*What to do*. Only the lines below starting at the one that contains "our own device" and ending at the one that contains "signature is invalid." are to be reproduced, exactly and with both ends kept.

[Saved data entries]
----
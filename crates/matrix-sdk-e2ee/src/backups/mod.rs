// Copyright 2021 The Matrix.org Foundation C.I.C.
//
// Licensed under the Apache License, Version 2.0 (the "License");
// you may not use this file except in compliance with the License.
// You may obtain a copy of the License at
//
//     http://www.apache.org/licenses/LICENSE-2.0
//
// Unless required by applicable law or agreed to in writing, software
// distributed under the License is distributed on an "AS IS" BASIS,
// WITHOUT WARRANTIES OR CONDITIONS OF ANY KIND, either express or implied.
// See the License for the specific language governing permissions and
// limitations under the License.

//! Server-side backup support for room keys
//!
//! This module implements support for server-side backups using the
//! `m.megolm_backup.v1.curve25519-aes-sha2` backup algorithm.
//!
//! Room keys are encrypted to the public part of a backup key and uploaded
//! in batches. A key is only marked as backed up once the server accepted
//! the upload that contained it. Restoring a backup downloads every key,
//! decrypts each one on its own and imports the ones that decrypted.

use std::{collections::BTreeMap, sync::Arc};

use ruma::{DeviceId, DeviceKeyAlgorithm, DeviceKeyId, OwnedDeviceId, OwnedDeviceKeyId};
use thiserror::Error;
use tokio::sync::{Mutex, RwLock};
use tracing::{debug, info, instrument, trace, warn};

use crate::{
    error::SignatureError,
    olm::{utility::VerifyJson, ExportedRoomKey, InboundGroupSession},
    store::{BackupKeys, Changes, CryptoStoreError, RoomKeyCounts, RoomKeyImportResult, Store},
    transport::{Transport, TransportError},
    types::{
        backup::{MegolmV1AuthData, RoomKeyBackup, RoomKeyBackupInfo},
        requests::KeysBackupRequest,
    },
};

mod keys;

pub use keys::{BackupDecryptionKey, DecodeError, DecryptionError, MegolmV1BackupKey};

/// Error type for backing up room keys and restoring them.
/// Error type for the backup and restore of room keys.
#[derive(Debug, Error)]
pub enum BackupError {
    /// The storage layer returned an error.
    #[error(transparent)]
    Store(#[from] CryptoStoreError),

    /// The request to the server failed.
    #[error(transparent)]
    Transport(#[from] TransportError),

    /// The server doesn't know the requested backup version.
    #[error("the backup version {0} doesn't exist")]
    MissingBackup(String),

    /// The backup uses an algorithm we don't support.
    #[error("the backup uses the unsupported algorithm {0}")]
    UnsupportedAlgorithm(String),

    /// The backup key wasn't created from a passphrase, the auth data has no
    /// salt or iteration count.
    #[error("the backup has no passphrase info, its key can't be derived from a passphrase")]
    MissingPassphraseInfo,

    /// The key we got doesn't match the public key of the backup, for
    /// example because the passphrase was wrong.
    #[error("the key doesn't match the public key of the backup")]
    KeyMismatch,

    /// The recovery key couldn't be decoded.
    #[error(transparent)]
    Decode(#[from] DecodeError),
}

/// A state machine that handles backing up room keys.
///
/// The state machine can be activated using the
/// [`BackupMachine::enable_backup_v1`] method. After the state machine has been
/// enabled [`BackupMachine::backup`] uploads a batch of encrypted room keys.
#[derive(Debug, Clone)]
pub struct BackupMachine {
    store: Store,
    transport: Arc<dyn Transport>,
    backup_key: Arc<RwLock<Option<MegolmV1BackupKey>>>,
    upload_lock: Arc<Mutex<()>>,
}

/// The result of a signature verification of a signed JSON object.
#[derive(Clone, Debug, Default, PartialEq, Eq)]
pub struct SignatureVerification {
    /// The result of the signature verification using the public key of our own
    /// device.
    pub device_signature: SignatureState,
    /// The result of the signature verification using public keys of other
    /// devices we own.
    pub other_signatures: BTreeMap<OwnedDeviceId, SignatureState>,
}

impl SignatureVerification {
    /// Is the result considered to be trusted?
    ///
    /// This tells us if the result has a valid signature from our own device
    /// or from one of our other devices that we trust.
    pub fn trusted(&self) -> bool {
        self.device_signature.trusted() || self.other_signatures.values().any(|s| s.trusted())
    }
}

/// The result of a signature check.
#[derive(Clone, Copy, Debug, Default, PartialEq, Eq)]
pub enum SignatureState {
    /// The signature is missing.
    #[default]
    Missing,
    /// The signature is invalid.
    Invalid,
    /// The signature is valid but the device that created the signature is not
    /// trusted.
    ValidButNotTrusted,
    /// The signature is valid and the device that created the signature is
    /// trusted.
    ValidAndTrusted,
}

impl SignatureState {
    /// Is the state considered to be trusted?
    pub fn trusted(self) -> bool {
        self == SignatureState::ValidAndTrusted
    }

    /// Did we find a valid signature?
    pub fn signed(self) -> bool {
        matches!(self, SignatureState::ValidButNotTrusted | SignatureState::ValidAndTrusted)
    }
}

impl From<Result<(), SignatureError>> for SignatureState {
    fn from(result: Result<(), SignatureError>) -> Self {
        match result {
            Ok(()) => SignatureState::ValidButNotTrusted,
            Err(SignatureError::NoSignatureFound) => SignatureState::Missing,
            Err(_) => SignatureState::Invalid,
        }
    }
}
----
*Completed exercise*.
    /// This tells us if the result has a valid signature from our own device
    /// or from one of our other devices that we trust.
    pub fn trusted(&self) -> bool {
        self.device_signature.trusted() || self.other_signatures.values().any(|s| s.trusted())
    }
}

/// The result of a signature check.
#[derive(Clone, Copy, Debug, Default, PartialEq, Eq)]
pub enum SignatureState {
    /// The signature is missing.
    #[default]
    Missing,
    /// The signature is invalid.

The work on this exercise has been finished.